Salvador Campos Corrêa, ativista e consultor sobre HIV/aids, psicólogo e sanitarista apontou a marca de um milhão de casos acumulados de Aids, desde 1980, que o Brasil atingiu com o boletim epidemiológico deste ano.

Ele analisa: “Importante trazer à reflexão quem está mais vulnerável à mortalidade por aids: em 2019, 61,7% de todos os óbitos foram de pessoas negras, especialmente mulheres negras. Por que essa parte da população morre mais pela doença? Será que o acesso a tratamento e diagnóstico está de fato ocorrendo? O que ocorre, sim, é que muitas vezes eles morrem por não terem sido diagnosticados”, define.

Mesmo na série histórica, a prevalência de HIV é mais alta em mulheres negras. Algo não está funcionando.

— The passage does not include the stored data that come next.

//! omgsync binary entry point

use omgsync::{AppState, config};
use tracing_subscriber::{layer::SubscriberExt, util::SubscriberInitExt};

/// Application entry point
///
/// # Setup
/// 1. Load configuration from file and environment
/// 2. Initialize tracing/logging
/// 3. Initialize metrics
/// 4. Initialize AppState and sign in from configuration
/// 5. Start background sync until interrupted
#[tokio::main]
async fn main() -> Result<(), Box<dyn std::error::Error>> {
    // 1. Load configuration
    let config = config::AppConfig::load()?;

    // 2. Initialize tracing/logging
    init_tracing(&config.logging);
    tracing::info!("Starting omgsync...");

    // 3. Initialize metrics
    omgsync::metrics::init_metrics();

    tracing::info!(
        api = %config.api.base_url,
        backend = ?config.cache.backend,
        "Configuration loaded"
    );

    // 4. Initialize application state
    let state = AppState::new(config).await?;
    if !state.sign_in_from_config()? {
        tracing::warn!("No access token configured; sync stays idle until sign-in");
    }

    // 5. Run until interrupted
    state.start();
    tokio::signal::ctrl_c().await?;

    tracing::info!("Shutting down...");
    state.shutdown().await;

    match omgsync::metrics::render_metrics() {
        Ok(snapshot) => tracing::debug!(metrics = %snapshot, "Final metrics"),
        Err(e) => tracing::warn!(error = %e, "Failed to render metrics"),
    }

    Ok(())
}

fn init_tracing(logging: &config::LoggingConfig) {
    let filter = tracing_subscriber::EnvFilter::try_from_default_env()
        .unwrap_or_else(|_| format!("omgsync={}", logging.level).into());

    if logging.format == "json" {
        tracing_subscriber::registry()
            .with(filter)
            .with(tracing_subscriber::fmt::layer().json())
            .init();
    } else {
        tracing_subscriber::registry()
            .with(filter)
            .with(tracing_subscriber::fmt::layer().pretty())
            .init();
    }
}
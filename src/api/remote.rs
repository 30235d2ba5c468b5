//! Remote access contract
//!
//! One `RemoteAccess<K>` implementation per content kind. Implementations
//! hold no session state: credentials and the acting address are passed
//! with every call.

use async_trait::async_trait;
use std::fmt;
use tokio::sync::mpsc;

use crate::data::Address;
use crate::error::AppError;
use crate::service::ContentKind;

/// Bearer credentials for one call
#[derive(Clone)]
pub struct Credentials {
    pub token: String,
}

impl Credentials {
    pub fn bearer(token: impl Into<String>) -> Self {
        Self {
            token: token.into(),
        }
    }
}

impl fmt::Debug for Credentials {
    fn fmt(&self, f: &mut fmt::Formatter<'_>) -> fmt::Result {
        f.debug_struct("Credentials").field("token", &"<redacted>").finish()
    }
}

/// Which records a fetch covers
#[derive(Debug, Clone, PartialEq, Eq)]
pub enum FetchScope {
    /// Service-wide feed
    Everyone,
    /// Records owned by one address
    Address(Address),
}

impl FetchScope {
    pub fn address(&self) -> Option<&Address> {
        match self {
            Self::Everyone => None,
            Self::Address(address) => Some(address),
        }
    }
}

fn not_implemented<K: ContentKind>(operation: &str) -> AppError {
    AppError::NotImplemented(format!("{operation} is not supported for {}", K::NAME))
}

/// Network access for one content kind
#[async_trait]
pub trait RemoteAccess<K: ContentKind>: Send + Sync {
    /// Read the current remote list (zero or one element for singleton kinds)
    async fn fetch(
        &self,
        scope: &FetchScope,
        credentials: &Credentials,
    ) -> Result<Vec<K::Remote>, AppError>;

    async fn create(
        &self,
        _address: &Address,
        _draft: K::Draft,
        _credentials: &Credentials,
    ) -> Result<K::Remote, AppError> {
        Err(not_implemented::<K>("create"))
    }

    async fn update(
        &self,
        _address: &Address,
        _id: &str,
        _patch: K::Patch,
        _credentials: &Credentials,
    ) -> Result<K::Remote, AppError> {
        Err(not_implemented::<K>("update"))
    }

    async fn delete(
        &self,
        _address: &Address,
        _id: &str,
        _credentials: &Credentials,
    ) -> Result<(), AppError> {
        Err(not_implemented::<K>("delete"))
    }

    /// Push channel of remote list snapshots for `address`
    ///
    /// `None` for kinds without a push channel. The producer stops once
    /// the receiver is dropped.
    fn updates(
        &self,
        _address: &Address,
        _credentials: &Credentials,
    ) -> Option<mpsc::Receiver<Vec<K::Remote>>> {
        None
    }
}
//! Designated mutation context
//!
//! Every store mutation (upsert, delete, wipe) of every local store runs
//! on a single background task, one job at a time, in FIFO order.
//! Callers park on a oneshot until their job has finished.
//!
//! Jobs must only touch store state. Remote calls and session checks
//! happen before hopping onto the context.

use futures::future::BoxFuture;
use tokio::sync::{mpsc, oneshot};

use crate::error::AppError;

type Job = BoxFuture<'static, ()>;

/// Handle to the shared mutation context
///
/// Cloning yields another handle to the same executor task.
#[derive(Clone)]
pub struct MutationContext {
    jobs: mpsc::UnboundedSender<Job>,
}

impl MutationContext {
    /// Start the executor task
    ///
    /// Must be called from within a Tokio runtime. The task ends once
    /// every handle has been dropped.
    pub fn spawn() -> Self {
        let (jobs, mut queue) = mpsc::unbounded_channel::<Job>();

        tokio::spawn(async move {
            while let Some(job) = queue.recv().await {
                job.await;
            }
            tracing::debug!("Mutation context stopped");
        });

        Self { jobs }
    }

    /// Run `work` on the mutation context and wait for its result
    pub async fn run<F, T>(&self, work: F) -> Result<T, AppError>
    where
        F: std::future::Future<Output = Result<T, AppError>> + Send + 'static,
        T: Send + 'static,
    {
        let (reply, result) = oneshot::channel();
        let job: Job = Box::pin(async move {
            let _ = reply.send(work.await);
        });

        self.jobs
            .send(job)
            .map_err(|_| AppError::Store("mutation context is closed".to_string()))?;

        result
            .await
            .map_err(|_| AppError::Store("mutation context dropped the job".to_string()))?
    }
}
//! Local store contract and in-memory backend
//!
//! A local store keeps one entity kind, keyed by `Storable::key`, and
//! enforces the kind's retention ceiling on every upsert. Mutations run
//! on the shared `MutationContext`; reads go straight to the index.

use async_trait::async_trait;
use std::collections::HashMap;
use std::sync::{Arc, Weak};
use tokio::sync::{RwLock, broadcast, watch};
use tokio::task::JoinHandle;

use super::context::MutationContext;
use super::models::{CachedEntity, EntityKind, StoreKey, Storable};
use crate::error::AppError;

/// Queryable, unique-keyed local cache for one entity kind
#[async_trait]
pub trait LocalStore<R: Storable>: Send + Sync {
    /// Insert or replace every record of the batch
    ///
    /// Idempotent. Enforces the retention ceiling within the same
    /// transaction.
    async fn upsert(&self, batch: Vec<R>) -> Result<(), AppError> {
        self.upsert_guarded(batch, &WriteGuard::unguarded())
            .await
            .map(|_| ())
    }

    /// `upsert`, unless the session `guard` was issued under has ended
    ///
    /// The guard is checked inside the mutation job, so it is ordered
    /// against logout wipes. Returns `false` when the batch was dropped.
    async fn upsert_guarded(&self, batch: Vec<R>, guard: &WriteGuard) -> Result<bool, AppError>;

    /// Remove one entity; removing a missing key is not an error
    async fn delete(&self, key: &StoreKey) -> Result<(), AppError>;

    /// Remove every entity if this store's kind is listed
    async fn wipe(&self, kinds: &[EntityKind]) -> Result<(), AppError>;

    async fn get(&self, key: &StoreKey) -> Result<Option<R>, AppError>;

    /// All records, newest first
    async fn all(&self) -> Result<Vec<R>, AppError>;

    async fn count(&self) -> Result<usize, AppError>;

    /// Revision counter bumped after every effective mutation
    fn changes(&self) -> watch::Receiver<u64>;
}

// =============================================================================
// Write Guard
// =============================================================================

/// Session epoch a cache write was issued under
///
/// The epoch advances on every sign-in and logout; a guard whose epoch has
/// moved on no longer admits writes.
#[derive(Clone)]
pub struct WriteGuard {
    epoch: Option<(watch::Receiver<u64>, u64)>,
}

impl WriteGuard {
    /// Guard pinned to the current value of `epoch`
    pub fn new(epoch: watch::Receiver<u64>) -> Self {
        let issued = *epoch.borrow();
        Self {
            epoch: Some((epoch, issued)),
        }
    }

    /// Guard that always admits writes
    pub fn unguarded() -> Self {
        Self { epoch: None }
    }

    pub fn is_current(&self) -> bool {
        match &self.epoch {
            Some((epoch, issued)) => *epoch.borrow() == *issued,
            None => true,
        }
    }
}

// =============================================================================
// Record Index
// =============================================================================

/// Explicit key index with trim-on-insert retention
#[derive(Debug)]
pub struct RecordIndex<R: Storable> {
    entries: HashMap<StoreKey, CachedEntity<R>>,
}

/// What a single upsert did to the index
#[derive(Debug, Default)]
pub struct UpsertEffect {
    pub changed: bool,
    pub evicted: Vec<StoreKey>,
}

impl<R: Storable> RecordIndex<R> {
    pub fn new() -> Self {
        Self {
            entries: HashMap::new(),
        }
    }

    pub fn upsert(&mut self, record: R) -> UpsertEffect {
        let entity = CachedEntity::from_record(record);
        let changed = self.entries.get(&entity.key) != Some(&entity);
        let group = entity.group.clone();
        self.entries.insert(entity.key.clone(), entity);

        let evicted = match (R::SCHEMA.retention, group) {
            (Some(retention), Some(group)) => self.trim_group(&group, retention.ceiling),
            _ => Vec::new(),
        };

        UpsertEffect {
            changed: changed || !evicted.is_empty(),
            evicted,
        }
    }

    /// Evict the oldest members of `group` beyond `ceiling`
    ///
    /// Oldest means smallest timestamp; ties break on the smaller key.
    fn trim_group(&mut self, group: &str, ceiling: usize) -> Vec<StoreKey> {
        let mut members: Vec<_> = self
            .entries
            .values()
            .filter(|entity| entity.group.as_deref() == Some(group))
            .map(|entity| (entity.timestamp, entity.key.clone()))
            .collect();

        if members.len() <= ceiling {
            return Vec::new();
        }

        members.sort();
        let excess = members.len() - ceiling;
        members
            .into_iter()
            .take(excess)
            .map(|(_, key)| {
                self.entries.remove(&key);
                key
            })
            .collect()
    }

    pub fn remove(&mut self, key: &StoreKey) -> bool {
        self.entries.remove(key).is_some()
    }

    pub fn clear(&mut self) -> usize {
        let removed = self.entries.len();
        self.entries.clear();
        removed
    }

    pub fn get(&self, key: &StoreKey) -> Option<&R> {
        self.entries.get(key).map(|entity| &entity.record)
    }

    pub fn len(&self) -> usize {
        self.entries.len()
    }

    pub fn is_empty(&self) -> bool {
        self.entries.is_empty()
    }

    /// Records ordered newest first, then by key descending
    pub fn newest_first(&self) -> Vec<R> {
        let mut entities: Vec<&CachedEntity<R>> = self.entries.values().collect();
        entities.sort_by(|a, b| {
            b.timestamp
                .cmp(&a.timestamp)
                .then_with(|| b.key.cmp(&a.key))
        });
        entities.into_iter().map(|e| e.record.clone()).collect()
    }
}

impl<R: Storable> Default for RecordIndex<R> {
    fn default() -> Self {
        Self::new()
    }
}

// =============================================================================
// Logout wipe
// =============================================================================

/// Wipe `store` every time a logout event arrives
///
/// Holds only a weak reference; the task ends when the store is gone
/// or the event stream closes.
pub fn spawn_logout_wipe<S, R>(
    store: Weak<S>,
    mut events: broadcast::Receiver<()>,
) -> JoinHandle<()>
where
    S: LocalStore<R> + 'static,
    R: Storable,
{
    use tokio::sync::broadcast::error::RecvError;

    tokio::spawn(async move {
        loop {
            match events.recv().await {
                Ok(()) | Err(RecvError::Lagged(_)) => {
                    let Some(store) = store.upgrade() else {
                        break;
                    };
                    match store.wipe(&[R::KIND]).await {
                        Ok(()) => tracing::info!(kind = R::KIND.as_str(), "Cache wiped on logout"),
                        Err(error) => tracing::error!(
                            kind = R::KIND.as_str(),
                            %error,
                            "Failed to wipe cache on logout"
                        ),
                    }
                }
                Err(RecvError::Closed) => break,
            }
        }
    })
}

pub(crate) fn record_cache_size(kind: EntityKind, size: usize) {
    crate::metrics::CACHE_SIZE
        .with_label_values(&[kind.as_str()])
        .set(size as i64);
}

// =============================================================================
// Memory Store
// =============================================================================

/// In-memory local store
pub struct MemoryStore<R: Storable> {
    index: Arc<RwLock<RecordIndex<R>>>,
    context: MutationContext,
    revision: Arc<watch::Sender<u64>>,
}

impl<R: Storable> MemoryStore<R> {
    /// Create a store that is wiped whenever `logout_events` fires
    pub fn open(context: MutationContext, logout_events: broadcast::Receiver<()>) -> Arc<Self> {
        let (revision, _) = watch::channel(0);
        let store = Arc::new(Self {
            index: Arc::new(RwLock::new(RecordIndex::new())),
            context,
            revision: Arc::new(revision),
        });
        spawn_logout_wipe::<Self, R>(Arc::downgrade(&store), logout_events);
        store
    }
}

#[async_trait]
impl<R: Storable> LocalStore<R> for MemoryStore<R> {
    async fn upsert_guarded(&self, batch: Vec<R>, guard: &WriteGuard) -> Result<bool, AppError> {
        if batch.is_empty() {
            return Ok(guard.is_current());
        }

        let index = self.index.clone();
        let revision = self.revision.clone();
        let guard = guard.clone();
        let size = self
            .context
            .run(async move {
                if !guard.is_current() {
                    return Ok(None);
                }

                let mut index = index.write().await;
                let mut changed = false;
                for record in batch {
                    let effect = index.upsert(record);
                    if !effect.evicted.is_empty() {
                        tracing::debug!(
                            kind = R::KIND.as_str(),
                            evicted = effect.evicted.len(),
                            "Retention ceiling evicted entities"
                        );
                    }
                    changed |= effect.changed;
                }
                if changed {
                    revision.send_modify(|value| *value += 1);
                }
                Ok(Some(index.len()))
            })
            .await?;

        let Some(size) = size else {
            tracing::debug!(kind = R::KIND.as_str(), "Batch dropped, session ended");
            return Ok(false);
        };
        record_cache_size(R::KIND, size);
        Ok(true)
    }

    async fn delete(&self, key: &StoreKey) -> Result<(), AppError> {
        let index = self.index.clone();
        let revision = self.revision.clone();
        let key = key.clone();
        let size = self
            .context
            .run(async move {
                let mut index = index.write().await;
                if index.remove(&key) {
                    revision.send_modify(|value| *value += 1);
                }
                Ok(index.len())
            })
            .await?;

        record_cache_size(R::KIND, size);
        Ok(())
    }

    async fn wipe(&self, kinds: &[EntityKind]) -> Result<(), AppError> {
        if !kinds.contains(&R::KIND) {
            return Ok(());
        }

        let index = self.index.clone();
        let revision = self.revision.clone();
        self.context
            .run(async move {
                if index.write().await.clear() > 0 {
                    revision.send_modify(|value| *value += 1);
                }
                Ok(())
            })
            .await?;

        record_cache_size(R::KIND, 0);
        Ok(())
    }

    async fn get(&self, key: &StoreKey) -> Result<Option<R>, AppError> {
        Ok(self.index.read().await.get(key).cloned())
    }

    async fn all(&self) -> Result<Vec<R>, AppError> {
        Ok(self.index.read().await.newest_first())
    }

    async fn count(&self) -> Result<usize, AppError> {
        Ok(self.index.read().await.len())
    }

    fn changes(&self) -> watch::Receiver<u64> {
        self.revision.subscribe()
    }
}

Membro da Rede Nacional de Pessoas Vivendo com HIV (RNP+Brasil) e autor do livro “Segundo Armário” (Editora Autografia), Corrêa destaca que ainda é alto, na casa dos 81,8%, segundo pesquisa recente do Unaids, o índice de pessoas com HIV pesquisadas que se sentem estigmatizadas por conta da infecção pelo vírus.

“Ao menos 75% dessas pessoas escondem que são soropositivas; isso ainda é um tabu. Se o governo não considerar esses aspectos sociais em suas campanhas, fica mesmo difícil controlar a epidemia”, analisa. “Não podemos cair no discurso fácil de que a epidemia está diminuindo.”